Uma das características mais interessantes do esporte é que não há uma competição entre os jogadores, e sim um espírito cooperativo. Para que todos ganhem, ninguém pode perder. Essa natureza colaborativa conecta a altinha ao universo wellness de maneira profunda. Não se trata de vencer o outro, mas de criar algo bonito juntos. Cada toque é uma contribuição para algo maior. Cada jogador, um cúmplice na construção de um momento de graça compartilhada.
Jogadas que arrancam aplausos
A brincadeira ganhou força por volta de 1994, em Ipanema, quando um grupo de atletas se juntou para definir algumas regras e acrescentar manobras do futebol e do futevôlei, para dificultar. E foi assim que surgiram as jogadas que hoje arrancam aplausos dos que assistem: a bike, o voleio, o shark attack, o salto com corte de cabeça. Movimentos que parecem desafiar as leis da física e que, quando executados à beira do mar com o sol se pondo ao fundo, criam cartões postais vivos da carioquice em sua forma mais pura.

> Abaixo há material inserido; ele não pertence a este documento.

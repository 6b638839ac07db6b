//! # pressquote-db: Catalog Layer for PressQuote
//!
//! This crate provides catalog storage for the PressQuote pricing engine.
//! It uses SQLite for local storage with sqlx for async operations.
//!
//! ## Architecture Position
//! ```text
//! ┌─────────────────────────────────────────────────────────────────────────┐
//! │                      PressQuote Data Flow                               │
//! │                                                                         │
//! │  Caller (Quoter::calculate)                                             │
//! │       │                                                                 │
//! │       ▼                                                                 │
//! │  ┌─────────────────────────────────────────────────────────────────┐   │
//! │  │                   pressquote-db (THIS CRATE)                    │   │
//! │  │                                                                 │   │
//! │  │   ┌───────────────┐    ┌───────────────┐    ┌──────────────┐  │   │
//! │  │   │   Database    │    │  Repositories │    │  Migrations  │  │   │
//! │  │   │   (pool.rs)   │    │ (catalog.rs)  │    │  (embedded)  │  │   │
//! │  │   │               │    │               │    │              │  │   │
//! │  │   │ SqlitePool    │◄───│ CatalogRepo   │    │ 001_catalog  │  │   │
//! │  │   │ WAL mode      │    │ load_snapshot │    │     _schema  │  │   │
//! │  │   └───────────────┘    └───────────────┘    └──────────────┘  │   │
//! │  │                                                                 │   │
//! │  └─────────────────────────────────────────────────────────────────┘   │
//! │       │                                                                 │
//! │       ▼                                                                 │
//! │  CatalogSnapshot (immutable, owned)                                     │
//! │       │                                                                 │
//! │       ▼                                                                 │
//! │  pressquote-core::calculate ← pure pricing, no database access          │
//! └─────────────────────────────────────────────────────────────────────────┘
//! ```
//!
//! ## Module Organization
//!
//! - [`pool`] - Connection pool creation and configuration
//! - [`migrations`] - Embedded database migrations
//! - [`error`] - Database error types
//! - [`repository`] - Catalog repository (snapshot loading, tenant overrides)
//! - [`quoter`] - Facade binding snapshot loading to the pricing engine
//!
//! ## Usage
//!
//! ```rust,ignore
//! use pressquote_db::{Database, DbConfig, Quoter};
//!
//! let db = Database::new(DbConfig::new("path/to/catalog.db")).await?;
//! let quoter = Quoter::new(db);
//!
//! let result = quoter.calculate(&job, Some("tenant-a")).await?;
//! println!("{:?} at {}", result.best_method, result.best_total);
//! ```

// =============================================================================
// Module Declarations
// =============================================================================

pub mod error;
pub mod migrations;
pub mod pool;
pub mod quoter;
pub mod repository;

// =============================================================================
// Re-exports
// =============================================================================

pub use error::{DbError, DbResult};
pub use pool::{Database, DbConfig};
pub use quoter::Quoter;
pub use repository::catalog::CatalogRepository;
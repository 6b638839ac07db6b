//! # Validation Module
//!
//! Fatal input validation for the quote calculation.
//!
//! ## Validation Strategy
//! ```text
//! ┌─────────────────────────────────────────────────────────────────────┐
//! │                      Two Error Tiers                                │
//! │                                                                     │
//! │  THIS MODULE: fatal input errors                                    │
//! │  ├── zero quantity, missing format, page-count parity              │
//! │  ├── fold/grammage combinations outside the machine limit table    │
//! │  └── the whole calculation fails, surfaced to the caller           │
//! │                                                                     │
//! │  availability module: per-method business conditions               │
//! │  └── never fatal, recorded as reasons on the result                │
//! └─────────────────────────────────────────────────────────────────────┘
//! ```

use crate::error::{QuoteError, QuoteResult};
use crate::types::{FoldKind, JobSpec};

// =============================================================================
// Job-Level Validation
// =============================================================================

/// Validates the caller contract on a job spec.
///
/// ## Rules
/// - quantity > 0
/// - closed format has positive width and height
/// - when a binding applies, interior pages is a positive multiple of 4
pub fn validate_job(job: &JobSpec) -> QuoteResult<()> {
    if job.quantity == 0 {
        return Err(QuoteError::InvalidQuantity(0));
    }

    let f = job.closed_format;
    if f.width_cm <= 0.0 || f.height_cm <= 0.0 {
        return Err(QuoteError::InvalidFormat {
            width_cm: f.width_cm,
            height_cm: f.height_cm,
        });
    }

    if job.is_bound() && (job.interior_pages == 0 || job.interior_pages % 4 != 0) {
        return Err(QuoteError::InvalidPageCount {
            pages: job.interior_pages,
        });
    }

    Ok(())
}

// =============================================================================
// Fold Limit Table
// =============================================================================

/// Maximum paper grammage (g/m²) the folders accept for a fold kind and
/// fold count. `None` means the combination does not exist on any machine.
///
/// This is a physical machine limit table, not tenant configuration.
fn fold_max_grammage(kind: FoldKind, fold_count: u32) -> Option<f64> {
    match (kind, fold_count) {
        (FoldKind::Simple, 1) => Some(300.0),
        (FoldKind::Cross, 2) => Some(250.0),
        (FoldKind::Cross, 3) => Some(170.0),
        (FoldKind::Accordion, 2..=6) => Some(170.0),
        (FoldKind::Roll, 2..=6) => Some(135.0),
        (FoldKind::Window, 3) => Some(170.0),
        _ => None,
    }
}

/// Checks a fold kind / fold count / grammage combination against the
/// machine limit table.
///
/// ## Example
/// ```rust
/// use pressquote_core::types::FoldKind;
/// use pressquote_core::validation::check_fold;
///
/// // 2-fold cross at 250g is the limit; 260g is rejected.
/// assert!(check_fold(FoldKind::Cross, 2, 250.0).is_ok());
/// assert!(check_fold(FoldKind::Cross, 2, 260.0).is_err());
///
/// // A 1-fold accordion does not exist.
/// assert!(check_fold(FoldKind::Accordion, 1, 90.0).is_err());
/// ```
pub fn check_fold(kind: FoldKind, fold_count: u32, grammage: f64) -> QuoteResult<()> {
    match fold_max_grammage(kind, fold_count) {
        None => Err(QuoteError::UnsupportedFold {
            reason: format!("{:?} fold with {} fold(s) is not supported", kind, fold_count),
            max_grammage: None,
        }),
        Some(max) if grammage > max => Err(QuoteError::UnsupportedFold {
            reason: format!(
                "{:?} fold with {} fold(s) supports at most {} g/m2, got {} g/m2",
                kind, fold_count, max, grammage
            ),
            max_grammage: Some(max),
        }),
        Some(_) => Ok(()),
    }
}

// =============================================================================
// Unit Tests
// =============================================================================

#[cfg(test)]
mod tests {
    use super::*;
    use crate::types::{FinishingOptions, FormatCm, PackagingOptions, ProductKind};

    fn flyer() -> JobSpec {
        JobSpec {
            product: ProductKind::Flyer,
            quantity: 1000,
            closed_format: FormatCm::new(21.0, 29.7),
            open_format: FormatCm::new(21.0, 29.7),
            interior_pages: 0,
            cover_pages: 0,
            flap_cm: 0.0,
            interior_paper_id: "p1".to_string(),
            cover_paper_id: None,
            interior_color_id: "c1".to_string(),
            cover_color_id: None,
            recto_verso: true,
            binding_id: None,
            fold: None,
            inserted_signatures: 0,
            lamination: None,
            finishing: FinishingOptions::default(),
            packaging: PackagingOptions::default(),
            delivery_points: Vec::new(),
            reference: None,
        }
    }

    #[test]
    fn test_valid_flyer() {
        assert!(validate_job(&flyer()).is_ok());
    }

    #[test]
    fn test_zero_quantity_is_fatal() {
        let mut job = flyer();
        job.quantity = 0;
        assert!(matches!(
            validate_job(&job),
            Err(QuoteError::InvalidQuantity(0))
        ));
    }

    #[test]
    fn test_unresolved_format_is_fatal() {
        let mut job = flyer();
        job.closed_format = FormatCm::new(0.0, 29.7);
        assert!(matches!(
            validate_job(&job),
            Err(QuoteError::InvalidFormat { .. })
        ));
    }

    #[test]
    fn test_bound_pages_must_be_multiple_of_four() {
        let mut job = flyer();
        job.product = ProductKind::Brochure;
        job.binding_id = Some("b1".to_string());
        job.interior_pages = 30;
        assert!(matches!(
            validate_job(&job),
            Err(QuoteError::InvalidPageCount { pages: 30 })
        ));

        job.interior_pages = 32;
        assert!(validate_job(&job).is_ok());
    }

    #[test]
    fn test_fold_limit_table() {
        // Known limits from the machine table.
        assert!(check_fold(FoldKind::Cross, 2, 250.0).is_ok());
        assert!(check_fold(FoldKind::Cross, 3, 170.0).is_ok());
        assert!(check_fold(FoldKind::Simple, 1, 300.0).is_ok());
        assert!(check_fold(FoldKind::Roll, 4, 135.0).is_ok());

        // Over the grammage limit carries the limit back.
        match check_fold(FoldKind::Cross, 2, 260.0) {
            Err(QuoteError::UnsupportedFold { max_grammage, .. }) => {
                assert_eq!(max_grammage, Some(250.0));
            }
            other => panic!("expected UnsupportedFold, got {:?}", other),
        }
    }

    #[test]
    fn test_one_fold_accordion_always_rejected() {
        for grammage in [60.0, 90.0, 135.0, 170.0] {
            match check_fold(FoldKind::Accordion, 1, grammage) {
                Err(QuoteError::UnsupportedFold { max_grammage, .. }) => {
                    assert_eq!(max_grammage, None);
                }
                other => panic!("expected UnsupportedFold, got {:?}", other),
            }
        }
    }
}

Do ponto de vista do bem-estar físico, a altinha é um exercício completo disfarçado de diversão. A prática traz muitos benefícios para o corpo e a mente. Trabalha intensamente a musculatura das pernas, ajudando a fortalecê-las e a melhorar a condição física geral. Cada salto fortalece glúteos e panturrilhas, cada giro trabalha o core, cada movimento súbito para alcançar a bola desenvolve coordenação motora e reflexos. Durante um campeonato de altinha, é possível queimar de 700 a 1.000 calorias, provando ser possível suar sem perceber, quando se está genuinamente se divertindo.
Além disso, a altinha revela sua verdadeira magia nos benefícios menos tangíveis: consiste numa atividade social que promove a interação e a sociabilização entre os jogadores. Também trabalha a coordenação motora e estimula a concentração. Em uma roda de altinha, não importa de onde você vem, quanto ganha, o que faz da vida. Importa apenas sua disposição para jogar, sua habilidade para contribuir, sua generosidade para levantar a bola ao próximo. É democracia em ação, igualdade praticada na areia.
Points
Os points se espalham pela orla como ilhas de leveza em meio à severidade urbana. Famoso por reunir atletas e artistas, o Posto 9 é um dos epicentros do esporte, onde jogadores experientes dividem a areia com iniciantes curiosos, todos unidos pela mesma vibe descontraída.
No canto mais tranquilo de Copacabana, o Leme atrai grupos que preferem um ambiente menos lotado, mas igualmente animado. Na Praia do Pepê, na Barra, o espaço amplo permite rodas maiores. Seja no Leblon ou no Recreio dos Bandeirantes, cada praia tem seu ritmo, sua personalidade. Porém, todas compartilham o mesmo espírito.